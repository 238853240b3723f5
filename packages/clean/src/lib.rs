#![cfg_attr(feature = "fail-on-warnings", deny(warnings))]
#![warn(clippy::all, clippy::pedantic, clippy::nursery, clippy::cargo)]
#![allow(clippy::multiple_crate_versions, clippy::cargo_common_metadata)]

//! Cleaning stages for traffic-violation records.
//!
//! Each stage is an independent pass over one column group of a
//! [`RecordSet`](traffic_violations_record_models::RecordSet), driven by the
//! thresholds and lookup tables in
//! [`PipelineConfig`](traffic_violations_lookup::PipelineConfig).
//! [`pipeline::run_stages`] runs them in their fixed order and finishes with
//! [`schema::enforce_schema`].
//!
//! Invalid cell values are never errors: they become
//! [`Value::Missing`](traffic_violations_record_models::Value::Missing).
//! Only structural problems (a missing column, an uncastable value at the
//! schema step) surface as [`CleanError`].

pub mod categorical;
pub mod dedup;
pub mod flags;
pub mod frequency;
pub mod geo;
pub mod normalize;
pub mod pipeline;
pub mod progress;
pub mod schema;
pub mod temporal;
pub mod vehicle;

use traffic_violations_record_models::RecordError;

pub use pipeline::{Stage, run_stages};
pub use schema::SchemaError;

/// Errors that abort a cleaning run.
#[derive(Debug, thiserror::Error)]
pub enum CleanError {
    /// The record set is missing a column or would become ragged.
    #[error("Record error: {0}")]
    Record(#[from] RecordError),

    /// Schema enforcement failed.
    #[error("Schema error: {0}")]
    Schema(#[from] SchemaError),
}
//! Text categoricals: agency, location, search fields, region codes, driver
//! city, and the catch-all group.

use std::collections::BTreeMap;

use traffic_violations_lookup::PipelineConfig;
use traffic_violations_lookup::config::SearchConfig;
use traffic_violations_record_models::{RecordSet, Value};

use crate::CleanError;
use crate::frequency::{FrequencyTable, collapse_long_tail};
use crate::normalize::{NON_ALPHA_RE, non_empty, normalize_value, strip_matches};

fn rewrite(value: Value, rewrites: Option<&BTreeMap<String, String>>) -> Value {
    match (value, rewrites) {
        (Value::Text(s), Some(map)) => map.get(&s).map_or(Value::Text(s), |to| Value::text(to)),
        (value, _) => value,
    }
}

/// Normalizes the agency and sub-agency columns.
///
/// # Errors
///
/// Returns [`CleanError::Record`] if either column is absent.
pub fn clean_agency(records: &mut RecordSet, config: &PipelineConfig) -> Result<(), CleanError> {
    for column in [&config.columns.agency, &config.columns.sub_agency] {
        crate::normalize::normalize_column(records.require_mut(column)?);
    }
    Ok(())
}

/// Normalizes the location column and applies the configured substring
/// replacements.
///
/// # Errors
///
/// Returns [`CleanError::Record`] if the location column is absent.
pub fn clean_location(records: &mut RecordSet, config: &PipelineConfig) -> Result<(), CleanError> {
    let replacements = &config.location.replacements;
    for value in records.require_mut(&config.columns.location)? {
        *value = match normalize_value(value) {
            Value::Text(mut location) => {
                for (from, to) in replacements {
                    location = location.replace(from.as_str(), to);
                }
                non_empty(location.trim().to_string())
            }
            other => other,
        };
    }
    Ok(())
}

/// Cleans one search-field cell.
///
/// Not-applicable tokens are matched on the trimmed uppercase text before
/// null folding, so a literal `"nan"` becomes the `NA` value rather than
/// missing.
#[must_use]
pub fn clean_search_value(value: &Value, column: &str, config: &SearchConfig) -> Value {
    if let Some(raw) = value.to_text()
        && config.na_tokens.contains(raw.trim().to_uppercase().as_str())
    {
        return Value::text(&config.na_value);
    }

    let mut cleaned = normalize_value(value);
    if config.strip_trailing_hyphen.contains(column)
        && let Value::Text(s) = &cleaned
    {
        cleaned = non_empty(s.trim_end_matches('-').to_string());
    }
    rewrite(cleaned, config.rewrites.get(column))
}

/// Cleans every configured search column.
///
/// # Errors
///
/// Returns [`CleanError::Record`] if a search column is absent.
pub fn clean_search(records: &mut RecordSet, config: &PipelineConfig) -> Result<(), CleanError> {
    let search = &config.search;
    for column in &search.columns {
        for value in records.require_mut(column)? {
            *value = clean_search_value(value, column, search);
        }
    }
    Ok(())
}

/// Keeps region codes found in the valid-code list; everything else becomes
/// missing.
///
/// # Errors
///
/// Returns [`CleanError::Record`] if a region column is absent.
pub fn clean_regions(records: &mut RecordSet, config: &PipelineConfig) -> Result<(), CleanError> {
    let valid = config.region.valid_codes();
    for column in &config.region.columns {
        for value in records.require_mut(column)? {
            *value = match normalize_value(value) {
                Value::Text(code) if valid.contains(code.as_str()) => Value::Text(code),
                _ => Value::Missing,
            };
        }
    }
    Ok(())
}

/// Keeps letters only, drops leading mask characters (`"XXROCKVILLE"`), and
/// turns cities seen no more than the cutoff into missing.
///
/// # Errors
///
/// Returns [`CleanError::Record`] if the driver-city column is absent.
pub fn clean_driver_city(
    records: &mut RecordSet,
    config: &PipelineConfig,
) -> Result<(), CleanError> {
    let mask = config.city.mask_char;
    let values = records.require_mut(&config.columns.driver_city)?;
    for value in values.iter_mut() {
        *value = match strip_matches(&normalize_value(value), &NON_ALPHA_RE) {
            Value::Text(city) => non_empty(city.trim_start_matches(mask).to_string()),
            other => other,
        };
    }

    let table = FrequencyTable::from_values(values);
    let collapsed = collapse_long_tail(
        values,
        &table,
        config.frequency.city_min_count,
        &Value::Missing,
    );
    log::debug!("Dropped {collapsed} rare driver cities");
    Ok(())
}

/// Normalizes the catch-all columns, applying per-column missing markers
/// and value rewrites.
///
/// # Errors
///
/// Returns [`CleanError::Record`] if a column is absent.
pub fn clean_categoricals(
    records: &mut RecordSet,
    config: &PipelineConfig,
) -> Result<(), CleanError> {
    let categorical = &config.categorical;
    for column in &categorical.columns {
        let missing_markers = categorical.missing_values.get(column);
        let rewrites = categorical.rewrites.get(column);
        for value in records.require_mut(column)? {
            let cleaned = match normalize_value(value) {
                Value::Text(s) if missing_markers.is_some_and(|m| m.contains(&s)) => {
                    Value::Missing
                }
                other => other,
            };
            *value = rewrite(cleaned, rewrites);
        }
    }
    Ok(())
}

Task requirements: Every entry above should be written out again, precisely.

The answer:
repository 238853240b3723f5
filename packages/clean/src/lib.rs
#![cfg_attr(feature = "fail-on-warnings", deny(warnings))]
#![warn(clippy::all, clippy::pedantic, clippy::nursery, clippy::cargo)]
#![allow(clippy::multiple_crate_versions, clippy::cargo_common_metadata)]

//! Cleaning stages for traffic-violation records.
//!
//! Each stage is an independent pass over one column group of a
//! [`RecordSet`](traffic_violations_record_models::RecordSet), driven by the
//! thresholds and lookup tables in
//! [`PipelineConfig`](traffic_violations_lookup::PipelineConfig).
//! [`pipeline::run_stages`] runs them in their fixed order and finishes with
//! [`schema::enforce_schema`].
//!
//! Invalid cell values are never errors: they become
//! [`Value::Missing`](traffic_violations_record_models::Value::Missing).
//! Only structural problems (a missing column, an uncastable value at the
//! schema step) surface as [`CleanError`].

pub mod categorical;
pub mod dedup;
pub mod flags;
pub mod frequency;
pub mod geo;
pub mod normalize;
pub mod pipeline;
pub mod progress;
pub mod schema;
pub mod temporal;
pub mod vehicle;

use traffic_violations_record_models::RecordError;

pub use pipeline::{Stage, run_stages};
pub use schema::SchemaError;

/// Errors that abort a cleaning run.
#[derive(Debug, thiserror::Error)]
pub enum CleanError {
    /// The record set is missing a column or would become ragged.
    #[error("Record error: {0}")]
    Record(#[from] RecordError),

    /// Schema enforcement failed.
    #[error("Schema error: {0}")]
    Schema(#[from] SchemaError),
}
//! Text categoricals: agency, location, search fields, region codes, driver
//! city, and the catch-all group.

use std::collections::BTreeMap;

use traffic_violations_lookup::PipelineConfig;
use traffic_violations_lookup::config::SearchConfig;
use traffic_violations_record_models::{RecordSet, Value};

use crate::CleanError;
use crate::frequency::{FrequencyTable, collapse_long_tail};
use crate::normalize::{NON_ALPHA_RE, non_empty, normalize_value, strip_matches};

fn rewrite(value: Value, rewrites: Option<&BTreeMap<String, String>>) -> Value {
    match (value, rewrites) {
        (Value::Text(s), Some(map)) => map.get(&s).map_or(Value::Text(s), |to| Value::text(to)),
        (value, _) => value,
    }
}

/// Normalizes the agency and sub-agency columns.
///
/// # Errors
///
/// Returns [`CleanError::Record`] if either column is absent.
pub fn clean_agency(records: &mut RecordSet, config: &PipelineConfig) -> Result<(), CleanError> {
    for column in [&config.columns.agency, &config.columns.sub_agency] {
        crate::normalize::normalize_column(records.require_mut(column)?);
    }
    Ok(())
}

/// Normalizes the location column and applies the configured substring
/// replacements.
///
/// # Errors
///
/// Returns [`CleanError::Record`] if the location column is absent.
pub fn clean_location(records: &mut RecordSet, config: &PipelineConfig) -> Result<(), CleanError> {
    let replacements = &config.location.replacements;
    for value in records.require_mut(&config.columns.location)? {
        *value = match normalize_value(value) {
            Value::Text(mut location) => {
                for (from, to) in replacements {
                    location = location.replace(from.as_str(), to);
                }
                non_empty(location.trim().to_string())
            }
            other => other,
        };
    }
    Ok(())
}

/// Cleans one search-field cell.
///
/// Not-applicable tokens are matched on the trimmed uppercase text before
/// null folding, so a literal `"nan"` becomes the `NA` value rather than
/// missing.
#[must_use]
pub fn clean_search_value(value: &Value, column: &str, config: &SearchConfig) -> Value {
    if let Some(raw) = value.to_text()
        && config.na_tokens.contains(raw.trim().to_uppercase().as_str())
    {
        return Value::text(&config.na_value);
    }

    let mut cleaned = normalize_value(value);
    if config.strip_trailing_hyphen.contains(column)
        && let Value::Text(s) = &cleaned
    {
        cleaned = non_empty(s.trim_end_matches('-').to_string());
    }
    rewrite(cleaned, config.rewrites.get(column))
}

/// Cleans every configured search column.
///
/// # Errors
///
/// Returns [`CleanError::Record`] if a search column is absent.
pub fn clean_search(records: &mut RecordSet, config: &PipelineConfig) -> Result<(), CleanError> {
    let search = &config.search;
    for column in &search.columns {
        for value in records.require_mut(column)? {
            *value = clean_search_value(value, column, search);
        }
    }
    Ok(())
}

/// Keeps region codes found in the valid-code list; everything else becomes
/// missing.
///
/// # Errors
///
/// Returns [`CleanError::Record`] if a region column is absent.
pub fn clean_regions(records: &mut RecordSet, config: &PipelineConfig) -> Result<(), CleanError> {
    let valid = config.region.valid_codes();
    for column in &config.region.columns {
        for value in records.require_mut(column)? {
            *value = match normalize_value(value) {
                Value::Text(code) if valid.contains(code.as_str()) => Value::Text(code),
                _ => Value::Missing,
            };
        }
    }
    Ok(())
}

/// Keeps letters only, drops leading mask characters (`"XXROCKVILLE"`), and
/// turns cities seen no more than the cutoff into missing.
///
/// # Errors
///
/// Returns [`CleanError::Record`] if the driver-city column is absent.
pub fn clean_driver_city(
    records: &mut RecordSet,
    config: &PipelineConfig,
) -> Result<(), CleanError> {
    let mask = config.city.mask_char;
    let values = records.require_mut(&config.columns.driver_city)?;
    for value in values.iter_mut() {
        *value = match strip_matches(&normalize_value(value), &NON_ALPHA_RE) {
            Value::Text(city) => non_empty(city.trim_start_matches(mask).to_string()),
            other => other,
        };
    }

    let table = FrequencyTable::from_values(values);
    let collapsed = collapse_long_tail(
        values,
        &table,
        config.frequency.city_min_count,
        &Value::Missing,
    );
    log::debug!("Dropped {collapsed} rare driver cities");
    Ok(())
}

/// Normalizes the catch-all columns, applying per-column missing markers
/// and value rewrites.
///
/// # Errors
///
/// Returns [`CleanError::Record`] if a column is absent.
pub fn clean_categoricals(
    records: &mut RecordSet,
    config: &PipelineConfig,
) -> Result<(), CleanError> {
    let categorical = &config.categorical;
    for column in &categorical.columns {
        let missing_markers = categorical.missing_values.get(column);
        let rewrites = categorical.rewrites.get(column);
        for value in records.require_mut(column)? {
            let cleaned = match normalize_value(value) {
                Value::Text(s) if missing_markers.is_some_and(|m| m.contains(&s)) => {
                    Value::Missing
                }
                other => other,
            };
            *value = rewrite(cleaned, rewrites);
        }
    }
    Ok(())
}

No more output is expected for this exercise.